Collected data entries:
============

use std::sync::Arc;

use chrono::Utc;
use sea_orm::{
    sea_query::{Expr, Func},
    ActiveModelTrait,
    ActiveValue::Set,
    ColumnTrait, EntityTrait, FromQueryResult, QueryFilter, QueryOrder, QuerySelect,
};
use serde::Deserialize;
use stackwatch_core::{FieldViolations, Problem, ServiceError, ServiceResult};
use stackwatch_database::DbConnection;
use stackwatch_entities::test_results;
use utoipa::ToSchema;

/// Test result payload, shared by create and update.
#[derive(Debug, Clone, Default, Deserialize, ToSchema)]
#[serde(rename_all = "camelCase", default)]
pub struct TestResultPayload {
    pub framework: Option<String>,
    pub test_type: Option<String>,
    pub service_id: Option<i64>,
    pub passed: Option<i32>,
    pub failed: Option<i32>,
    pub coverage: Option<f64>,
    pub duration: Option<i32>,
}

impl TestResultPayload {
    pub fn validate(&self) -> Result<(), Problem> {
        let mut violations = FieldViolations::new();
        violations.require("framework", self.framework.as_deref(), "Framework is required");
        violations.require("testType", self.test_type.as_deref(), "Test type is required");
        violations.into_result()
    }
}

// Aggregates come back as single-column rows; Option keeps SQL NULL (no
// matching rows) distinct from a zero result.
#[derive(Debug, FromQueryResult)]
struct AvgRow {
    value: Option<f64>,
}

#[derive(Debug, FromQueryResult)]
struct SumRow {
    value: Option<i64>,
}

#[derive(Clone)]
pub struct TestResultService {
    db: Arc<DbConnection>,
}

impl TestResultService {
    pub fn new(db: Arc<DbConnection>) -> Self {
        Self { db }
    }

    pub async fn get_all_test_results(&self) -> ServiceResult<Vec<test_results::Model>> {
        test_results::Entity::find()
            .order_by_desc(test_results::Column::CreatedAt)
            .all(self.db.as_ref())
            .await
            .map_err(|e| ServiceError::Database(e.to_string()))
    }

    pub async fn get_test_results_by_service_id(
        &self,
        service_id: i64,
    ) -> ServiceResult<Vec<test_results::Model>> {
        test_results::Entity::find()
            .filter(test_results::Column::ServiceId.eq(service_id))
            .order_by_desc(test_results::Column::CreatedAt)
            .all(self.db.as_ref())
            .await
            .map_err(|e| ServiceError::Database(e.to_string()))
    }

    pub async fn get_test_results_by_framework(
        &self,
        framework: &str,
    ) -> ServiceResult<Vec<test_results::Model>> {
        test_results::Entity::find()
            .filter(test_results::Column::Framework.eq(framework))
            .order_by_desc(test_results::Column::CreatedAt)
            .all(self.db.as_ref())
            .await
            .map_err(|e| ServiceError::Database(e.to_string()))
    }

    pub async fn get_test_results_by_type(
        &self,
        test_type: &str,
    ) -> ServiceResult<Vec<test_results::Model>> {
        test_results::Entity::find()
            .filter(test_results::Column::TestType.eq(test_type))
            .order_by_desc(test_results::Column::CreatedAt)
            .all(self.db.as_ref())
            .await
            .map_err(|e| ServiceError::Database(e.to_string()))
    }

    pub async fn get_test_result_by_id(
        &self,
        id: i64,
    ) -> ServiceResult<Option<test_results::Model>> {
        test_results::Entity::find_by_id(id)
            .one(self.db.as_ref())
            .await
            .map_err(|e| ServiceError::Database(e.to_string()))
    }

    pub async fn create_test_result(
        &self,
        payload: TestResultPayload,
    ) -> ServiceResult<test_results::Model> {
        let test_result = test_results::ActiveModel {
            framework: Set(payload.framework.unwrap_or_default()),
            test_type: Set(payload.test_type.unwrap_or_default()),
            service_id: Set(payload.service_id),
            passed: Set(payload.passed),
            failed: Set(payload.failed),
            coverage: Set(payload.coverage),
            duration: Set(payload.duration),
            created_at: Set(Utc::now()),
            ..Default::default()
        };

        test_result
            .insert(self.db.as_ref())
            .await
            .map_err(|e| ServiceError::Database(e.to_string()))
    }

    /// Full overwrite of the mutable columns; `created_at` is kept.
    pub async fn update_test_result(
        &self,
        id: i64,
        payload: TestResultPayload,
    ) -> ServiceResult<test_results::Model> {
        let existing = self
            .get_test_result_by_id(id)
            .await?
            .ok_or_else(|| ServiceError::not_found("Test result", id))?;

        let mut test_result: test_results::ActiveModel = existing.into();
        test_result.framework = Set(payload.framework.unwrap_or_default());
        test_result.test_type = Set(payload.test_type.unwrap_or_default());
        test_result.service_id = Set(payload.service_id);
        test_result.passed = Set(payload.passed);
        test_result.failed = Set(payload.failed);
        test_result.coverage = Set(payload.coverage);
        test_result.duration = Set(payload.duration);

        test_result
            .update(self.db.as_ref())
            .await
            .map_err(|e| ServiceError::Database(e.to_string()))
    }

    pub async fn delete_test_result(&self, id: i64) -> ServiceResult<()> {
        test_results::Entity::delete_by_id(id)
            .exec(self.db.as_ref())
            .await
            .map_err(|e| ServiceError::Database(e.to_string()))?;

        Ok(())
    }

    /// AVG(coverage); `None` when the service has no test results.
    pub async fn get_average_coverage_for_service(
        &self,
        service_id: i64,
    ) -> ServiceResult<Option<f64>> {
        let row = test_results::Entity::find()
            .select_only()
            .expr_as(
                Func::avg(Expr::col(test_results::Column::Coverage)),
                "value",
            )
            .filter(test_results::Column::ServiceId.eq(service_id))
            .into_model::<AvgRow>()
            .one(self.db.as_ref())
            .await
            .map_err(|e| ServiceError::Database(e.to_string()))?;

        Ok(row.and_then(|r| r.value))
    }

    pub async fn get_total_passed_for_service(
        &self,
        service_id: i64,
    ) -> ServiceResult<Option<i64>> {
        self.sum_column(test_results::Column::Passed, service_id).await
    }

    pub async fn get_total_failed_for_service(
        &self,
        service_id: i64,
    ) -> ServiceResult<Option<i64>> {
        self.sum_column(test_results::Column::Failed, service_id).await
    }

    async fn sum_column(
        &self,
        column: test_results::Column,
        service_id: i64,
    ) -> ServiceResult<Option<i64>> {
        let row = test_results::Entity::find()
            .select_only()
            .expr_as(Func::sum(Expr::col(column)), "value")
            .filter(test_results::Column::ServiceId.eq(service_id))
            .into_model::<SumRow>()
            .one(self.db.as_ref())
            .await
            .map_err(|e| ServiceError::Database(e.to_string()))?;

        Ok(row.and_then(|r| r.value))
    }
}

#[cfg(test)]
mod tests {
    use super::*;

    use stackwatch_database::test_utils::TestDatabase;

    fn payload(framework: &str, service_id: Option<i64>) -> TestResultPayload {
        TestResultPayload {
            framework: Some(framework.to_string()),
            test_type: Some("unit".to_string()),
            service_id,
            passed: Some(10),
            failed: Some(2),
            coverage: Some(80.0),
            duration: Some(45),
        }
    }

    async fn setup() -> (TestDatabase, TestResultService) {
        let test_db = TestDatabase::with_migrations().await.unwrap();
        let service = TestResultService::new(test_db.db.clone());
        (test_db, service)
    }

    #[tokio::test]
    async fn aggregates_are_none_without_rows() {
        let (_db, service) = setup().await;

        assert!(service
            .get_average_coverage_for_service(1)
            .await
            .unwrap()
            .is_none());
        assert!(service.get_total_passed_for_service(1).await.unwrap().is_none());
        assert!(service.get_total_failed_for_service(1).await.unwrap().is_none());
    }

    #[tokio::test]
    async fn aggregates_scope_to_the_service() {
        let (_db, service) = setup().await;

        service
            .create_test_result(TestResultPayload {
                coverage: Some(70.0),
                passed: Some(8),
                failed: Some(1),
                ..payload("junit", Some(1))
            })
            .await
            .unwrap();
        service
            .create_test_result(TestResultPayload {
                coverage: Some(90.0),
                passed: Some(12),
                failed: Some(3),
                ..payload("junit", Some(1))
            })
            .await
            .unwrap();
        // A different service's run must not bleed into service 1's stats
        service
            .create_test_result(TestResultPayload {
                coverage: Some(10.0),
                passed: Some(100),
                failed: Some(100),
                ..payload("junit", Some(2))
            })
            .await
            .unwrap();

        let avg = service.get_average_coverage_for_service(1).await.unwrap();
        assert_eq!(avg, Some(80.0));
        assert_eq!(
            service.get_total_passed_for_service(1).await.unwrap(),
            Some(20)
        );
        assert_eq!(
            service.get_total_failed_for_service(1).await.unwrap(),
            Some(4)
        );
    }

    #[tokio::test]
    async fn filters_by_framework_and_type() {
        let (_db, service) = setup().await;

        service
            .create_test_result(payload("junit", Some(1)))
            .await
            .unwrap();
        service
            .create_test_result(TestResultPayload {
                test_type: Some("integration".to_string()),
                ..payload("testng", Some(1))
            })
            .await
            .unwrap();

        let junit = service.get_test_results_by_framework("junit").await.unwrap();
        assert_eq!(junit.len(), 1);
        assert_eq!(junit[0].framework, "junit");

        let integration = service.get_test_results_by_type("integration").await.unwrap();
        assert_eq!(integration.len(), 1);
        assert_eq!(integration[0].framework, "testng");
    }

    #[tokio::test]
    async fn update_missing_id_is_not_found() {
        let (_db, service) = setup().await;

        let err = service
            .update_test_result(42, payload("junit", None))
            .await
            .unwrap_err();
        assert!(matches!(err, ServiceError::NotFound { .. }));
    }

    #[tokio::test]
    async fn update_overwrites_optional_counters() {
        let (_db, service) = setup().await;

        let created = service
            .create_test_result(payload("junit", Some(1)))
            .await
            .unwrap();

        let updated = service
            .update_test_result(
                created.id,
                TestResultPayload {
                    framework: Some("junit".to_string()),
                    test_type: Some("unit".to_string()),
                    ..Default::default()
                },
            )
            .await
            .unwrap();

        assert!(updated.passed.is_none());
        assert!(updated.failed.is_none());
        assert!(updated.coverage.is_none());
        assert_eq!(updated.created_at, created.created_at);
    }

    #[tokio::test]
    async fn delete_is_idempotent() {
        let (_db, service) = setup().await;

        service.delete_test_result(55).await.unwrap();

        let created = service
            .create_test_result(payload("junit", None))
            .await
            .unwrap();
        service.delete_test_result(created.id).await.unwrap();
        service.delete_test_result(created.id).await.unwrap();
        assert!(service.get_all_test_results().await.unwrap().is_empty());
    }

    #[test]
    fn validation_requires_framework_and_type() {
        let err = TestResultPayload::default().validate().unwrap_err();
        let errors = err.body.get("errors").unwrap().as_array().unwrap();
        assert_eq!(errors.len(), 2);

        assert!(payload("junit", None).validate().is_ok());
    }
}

============

■ **Exercise requirements**: Nothing but the lines from the start of the data through the line holding "use stackwatch_database::DbConnection;" should be restated, and each one exactly.

■ **Answer section**:
use std::sync::Arc;

use chrono::Utc;
use sea_orm::{
    sea_query::{Expr, Func},
    ActiveModelTrait,
    ActiveValue::Set,
    ColumnTrait, EntityTrait, FromQueryResult, QueryFilter, QueryOrder, QuerySelect,
};
use serde::Deserialize;
use stackwatch_core::{FieldViolations, Problem, ServiceError, ServiceResult};
use stackwatch_database::DbConnection;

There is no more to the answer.